L’ambiguïté des perceptions émotionnelles laisse place à une large gamme d’interprétations possibles. Les individus qui ont un faible sentiment d’efficacité perçue vont donc interpréter une augmentation de rythme cardiaque comme un état désagréable produisant de l’anxiété alors que ceux qui ont un niveau d’efficacité perçue élevé vont attribuer ce même battement de cœur comme une augmentation de l’excitation annonciatrice d’une réussite future.

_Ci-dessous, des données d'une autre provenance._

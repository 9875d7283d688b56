//! Resolver for LNURL-Pay and Lightning Address (LUD-06, LUD-16).
//!
//! This module implements the LNURL-pay flow for HTTP URLs derived from
//! Lightning Addresses, URI-encoded LNURLs, or bech32-encoded LNURLs.
//!
//! ## LNURL-pay Protocol Flow (LUD-06)
//!
//! 1. **Decode LNURL to HTTP URL**:
//!    - Bech32: `lnurl1dp68gurn8ghj7...` → `https://service.com/api/lnurl/abc123`
//!    - LUD-17: `lnurlp://service.com/path` → `https://service.com/path`
//!
//! 2. **GET initial endpoint** → Receive:
//! ```json
//! {
//!   "callback": "https://service.com/api/lnurl/abc123/callback",
//!   "minSendable": 1000,        // millisatoshis
//!   "maxSendable": 1000000000,   // millisatoshis
//!   "metadata": "[[\"text/plain\",\"Payment for coffee\"]]",
//!   "tag": "payRequest"
//! }
//! ```
//!
//! 3. **User selects amount** (in millisatoshis), then **GET callback** with
//!    amount: `GET https://service.com/api/lnurl/abc123/callback?amount=50000`
//!
//! 4. **Receive Lightning invoice**:
//!
//! ```json
//! {
//!   "pr": "lnbc500n1...",  // BOLT11 invoice
//!   "routes": []           // Always empty (deprecated field)
//! }
//! ```
//!
//! 5. **Verify invoice**:
//!    - Amount matches requested amount
//!    - `description_hash` = SHA256(metadata)
//!
//! 6. **Pay the invoice**
//!
//! The `metadata` field contains info which may be displayed to the user.
//! Its hash becomes the invoice's `description_hash` for cryptographic proof
//! of what you're paying for.
//!
//! ## Lightning Address Flow (LUD-16)
//!
//! Lightning Address provides human-readable addresses like `alice@example.com`
//! that resolve to LNURL-pay endpoints.
//!
//! 1. **Parse address**: `alice@example.com` → Extract username and domain
//!
//! 2. **Build URL**: `https://example.com/.well-known/lnurlp/alice`
//!
//! 3. **GET this URL** → Receive standard LNURL-pay response:
//! ```json
//! {
//!   "callback": "https://example.com/api/lnurl/alice/callback",
//!   "minSendable": 1000,
//!   "maxSendable": 1000000000,
//!   "metadata": "[[\"text/plain\",\"Pay to alice@example.com\"],\
//!                  [\"text/identifier\",\"alice@example.com\"]]",
//!   "tag": "payRequest"
//! }
//! ```
//!
//! 4. **Continue with LNURL-pay flow** (steps 3-6 from above)
//!
//! There are some differences from regular LNURL-Pay:
//! - No bech32 encoding - address stays human-readable
//! - URL constructed from `username@domain` pattern
//! - Metadata MUST include `text/identifier` or `text/email` entry
//! - Supports optional `+tag` suffix for multiple payment endpoints
//!
//! Example with tag: `alice+tips@example.com`
//!   => `https://example.com/.well-known/lnurlp/alice+tips`

use std::{str::FromStr, sync::Arc, time::Duration};

use anyhow::{Context, anyhow, ensure};
use bitcoin::hashes::Hash;
use common::{constants, env::DeployEnv, ln::amount::Amount};
use lexe_api_core::types::{
    invoice::LxInvoice,
    lnurl::{LnurlPayRequest, LnurlPayRequestMetadata},
};
use lexe_tls_core::rustls::{self, RootCertStore, pki_types::CertificateDer};
use lightning_invoice::{Bolt11Invoice, Bolt11InvoiceDescriptionRef};
use serde::Deserialize;
use tracing::debug;

/// Timeout for LNURL HTTP requests.
// TODO(max): const_assert! that this timeout is shorter than the timeout on the
// API handler for a sidecar `pay_lnurl_pay_request` endpoint?
pub(crate) const LNURL_HTTP_TIMEOUT: Duration = Duration::from_secs(10);

/// A client for LNURL-pay and Lightning Address requests.
/// Trusts Mozilla's webpki roots.
pub struct LnurlClient(reqwest::Client);

/// An LNURL error response.
#[derive(Deserialize)]
struct RawErrorResponse {
    #[allow(dead_code)]
    status: Status,
    reason: String,
}

/// An LNURL `status` field.
#[derive(Deserialize)]
enum Status {
    #[serde(rename = "ERROR")]
    Error,
}

impl LnurlClient {
    pub fn new(deploy_env: DeployEnv) -> anyhow::Result<Self> {
        let ca_certs = if deploy_env.is_staging_or_prod() {
            lexe_tls_core::WEBPKI_ROOT_CERTS.clone()
        } else {
            let mut root_store = RootCertStore::empty();
            root_store
                .add(CertificateDer::from_slice(
                    constants::LEXE_DUMMY_CA_CERT_DER,
                ))
                .context("Failed to add dummy Lexe CA cert")?;
            Arc::new(root_store)
        };

        // Use the default ring CryptoProvider with webpki roots for broad
        // compatibility with Lightning Address servers
        #[allow(clippy::disallowed_methods)]
        let tls_config = rustls::ClientConfig::builder_with_protocol_versions(
            lexe_tls_core::LEXE_TLS_PROTOCOL_VERSIONS,
        )
        .with_root_certificates(ca_certs)
        .with_no_client_auth();

        let client = reqwest::Client::builder()
            .https_only(true)
            .timeout(LNURL_HTTP_TIMEOUT)
            .use_preconfigured_tls(tls_config)
            .build()
            .context("Failed to build LNURL reqwest client")?;

        Ok(Self(client))
    }

    /// Fetches a [`LnurlPayRequest`] from an LNURL-pay HTTP URL.
    pub async fn get_pay_request(
        &self,
        http_url: &str,
    ) -> anyhow::Result<LnurlPayRequest> {
        debug!("Fetching LNURL-pay response from: {http_url}");

        /// The raw LNURL-pay response prior to parsing and validation.
        ///
        /// LNURL doesn't use a consistent tagging scheme, so we need to use
        /// a serde untagged enum, which will just try each variant in order.
        #[derive(Deserialize)]
        #[serde(untagged)]
        enum RawResponse {
            PayRequest(RawPayRequest),
            ErrorResponse(RawErrorResponse),
        }

        #[derive(Deserialize)]
        struct RawPayRequest {
            callback: String,
            #[serde(rename = "minSendable")]
            min_sendable_msat: u64,
            #[serde(rename = "maxSendable")]
            max_sendable_msat: u64,
            /// Raw metadata string (JSON-encoded array).
            ///
            /// Example: `"[[\\"text/plain\\",\\"description\\"]]"`.
            /// Preserved for SHA256 hashing into the `description_hash`.
            metadata: String,
            /// Tag (should be "payRequest").
            tag: String,
        }

        let raw_response = self
            .0
            .get(http_url)
            .send()
            .await
            .context("Failed to fetch LNURL-pay endpoint")?
            .json::<RawResponse>()
            .await
            .context("Failed to parse LNURL-pay response")?;

        let raw_pay_req = match raw_response {
            RawResponse::PayRequest(x) => x,
            RawResponse::ErrorResponse(RawErrorResponse { reason, .. }) => {
                return Err(anyhow!("LNURL-pay endpoint: {reason}"));
            }
        };
        let RawPayRequest {
            callback,
            min_sendable_msat,
            max_sendable_msat,
            metadata,
            tag,
        } = raw_pay_req;

        ensure!(
            tag == "payRequest",
            "Expected LNURL-pay endpoint, got '{tag}'"
        );

        let min_sendable = Amount::from_msat(min_sendable_msat);
        let max_sendable = Amount::from_msat(max_sendable_msat);

        ensure!(
            min_sendable > Amount::ZERO,
            "LNURL-pay minSendable must be positive, got {min_sendable}"
        );
        ensure!(
            min_sendable <= max_sendable,
            "LNURL-pay has invalid amount range: \
             min {min_sendable} > max {max_sendable}"
        );

        let metadata = LnurlPayRequestMetadata::from_raw_string(metadata)?;

        debug!(
            %callback, %min_sendable, %max_sendable,
            description = %metadata.description,
            "Fetched LNURL-pay payRequest",
        );

        Ok(LnurlPayRequest {
            callback,
            max_sendable,
            metadata,
            min_sendable,
        })
    }

    /// Resolves a given [`LnurlPayRequest`] and amount into a BOLT11 invoice.
    ///
    /// The amount must be within the min/max range from the pay request.
    pub async fn resolve_pay_request(
        &self,
        pay_req: &LnurlPayRequest,
        amount: Amount,
    ) -> anyhow::Result<LxInvoice> {
        let callback = &pay_req.callback;
        debug!(%amount, %callback, "Resolving LNURL-pay request");

        let min_sendable = pay_req.min_sendable;
        let max_sendable = pay_req.max_sendable;
        ensure!(
            amount >= min_sendable,
            "Amount {amount} sats below minimum {min_sendable} sats \
             required by LNURL-pay request",
        );
        ensure!(
            amount <= max_sendable,
            "Amount {amount} sats exceeds maximum {max_sendable} sats \
             allowed by LNURL-pay request",
        );

        // Build callback URL with amount parameter
        let callback_url = {
            let amount_msat = amount.msat();
            if callback.contains('?') {
                format!("{callback}&amount={amount_msat}")
            } else {
                format!("{callback}?amount={amount_msat}")
            }
        };

        /// The raw LNURL-pay callback response prior to parsing and validation.
        ///
        /// LNURL doesn't use a consistent tagging scheme, so we need to use
        /// a serde untagged enum, which will just try each variant in order.
        #[derive(Deserialize)]
        #[serde(untagged)]
        enum RawResponse {
            InvoiceResponse(RawInvoiceResponse),
            ErrorResponse(RawErrorResponse),
        }

        #[derive(Deserialize)]
        struct RawInvoiceResponse {
            pr: String,
            // The LUD-06 spec mandates a `routes` field (always empty array).
            // Modern implementations (Breez SDK, Phoenix) ignore it entirely.
            // It was likely intended for source routing hints but became
            // redundant since BOLT11 invoices already contain route hints.
            // We ignore it by not defining it - serde skips unknown fields.
            // routes: Vec<RouteHint>,
        }

        let raw_response = self
            .0
            .get(&callback_url)
            .send()
            .await
            .context("Failed to request invoice from LNURL-pay callback")?
            .json::<RawResponse>()
            .await
            .context("Failed to parse LNURL-pay callback response")?;

        let raw_invoice_resp = match raw_response {
            RawResponse::InvoiceResponse(x) => x,
            RawResponse::ErrorResponse(RawErrorResponse { reason, .. }) => {
                return Err(anyhow!("LNURL-pay callback: {reason}"));
            }
        };
        let RawInvoiceResponse { pr } = raw_invoice_resp;

        let invoice = Bolt11Invoice::from_str(&pr)
            .context("Failed to parse invoice from LNURL-pay response")?;

        // Validate amount
        let invoice_amount = invoice
            .amount_milli_satoshis()
            .map(Amount::from_msat)
            .context("LNURL-pay: returned invoice must have amount")?;
        ensure!(
            invoice_amount == amount,
            "Invoice amount {invoice_amount} doesn't match requested {amount}"
        );

        // Validate description hash
        let description_hash = match invoice.description() {
            Bolt11InvoiceDescriptionRef::Hash(hash) => hash,
            Bolt11InvoiceDescriptionRef::Direct(_) =>
                return Err(anyhow!(
                    "LNURL-pay: returned invoice must use description hash"
                )),
        };
        ensure!(
            description_hash.0.to_byte_array()
                == pay_req.metadata.description_hash,
            "Invoice description hash mismatch"
        );

        debug!("Resolved LNURL-pay invoice: {invoice}");

        Ok(LxInvoice(invoice))
    }
}

#[cfg(test)]
mod test {
    use std::time::Duration;

    use common::{
        env::DeployEnv,
        ln::amount::Amount,
        rng::{Rng, ThreadFastRng},
    };
    use tracing::info;

    use super::*;

    /// Live test that resolves D++'s Lightning Address me@dplus.plus.
    ///
    /// ```bash
    /// $ RUST_LOG=debug just cargo-test -p payment-uri test_lightning_address_dplus -- --ignored --nocapture
    /// ```
    #[tokio::test]
    #[ignore]
    async fn test_lightning_address_dplus() {
        logger::init_for_testing();

        let ln_address = "me@dplus.plus";
        info!("Lightning Address: {ln_address}");

        let payment_uri =
            payment_uri_core::PaymentUri::parse(ln_address).unwrap();

        let email_like = match payment_uri {
            payment_uri_core::PaymentUri::EmailLikeAddress(email_like) =>
                email_like,
            other => panic!("Expected EmailLikeAddress, got: {other:?}"),
        };

        let ln_address_url = email_like.lightning_address_url;
        info!("Lightning Address URL: {ln_address_url}");

        let lnurl_client = LnurlClient::new(DeployEnv::Prod).unwrap();

        let pay_request = tokio::time::timeout(
            Duration::from_secs(10),
            lnurl_client.get_pay_request(&ln_address_url),
        )
        .await
        .unwrap()
        .unwrap();

        info!("Lightning Address successfully resolved into payRequest");
        let callback = &pay_request.callback;
        let min_sendable = pay_request.min_sendable;
        let max_sendable = pay_request.max_sendable;
        info!("Callback URL: {callback}");
        info!("Min amount: {min_sendable} sats");
        info!("Max amount: {max_sendable} sats");
        info!("Description: {}", pay_request.metadata.description);

        // Request invoice with random amount within allowed range
        let amount = {
            let mut rng = ThreadFastRng::new();
            let amount_msat =
                rng.gen_range(min_sendable.msat()..=max_sendable.msat());
            Amount::from_msat(amount_msat)
        };
        info!("Requesting invoice for {amount} sats");
        let invoice = tokio::time::timeout(
            Duration::from_secs(10),
            lnurl_client.resolve_pay_request(&pay_request, amount),
        )
        .await
        .unwrap()
        .unwrap();

        info!("Successfully received invoice: {invoice}");
        info!("Invoice network: {:?}", invoice.network());
    }
}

Un autre point important concerne la relation entre motivation et sentiment d’efficacité personnelle. En effet, si ce dernier est différent de la motivation elle y participe activement. Pour Bandura (2003), la motivation a une action sur les performances au travers de « motivateurs cognitifs anticipatoires » et le sentiment d’efficacité personnelle entre dans la « composition » de ces motivateurs. La motivation est cognitive car l’individu cherche à déterminer les causes de ses réussites ou de ses échecs. La motivation est anticipatoire car elle repose sur l’expectation de performances tout en étant guidée par des objectifs qui permettent à l’individu d’ajuster comportements et stratégies.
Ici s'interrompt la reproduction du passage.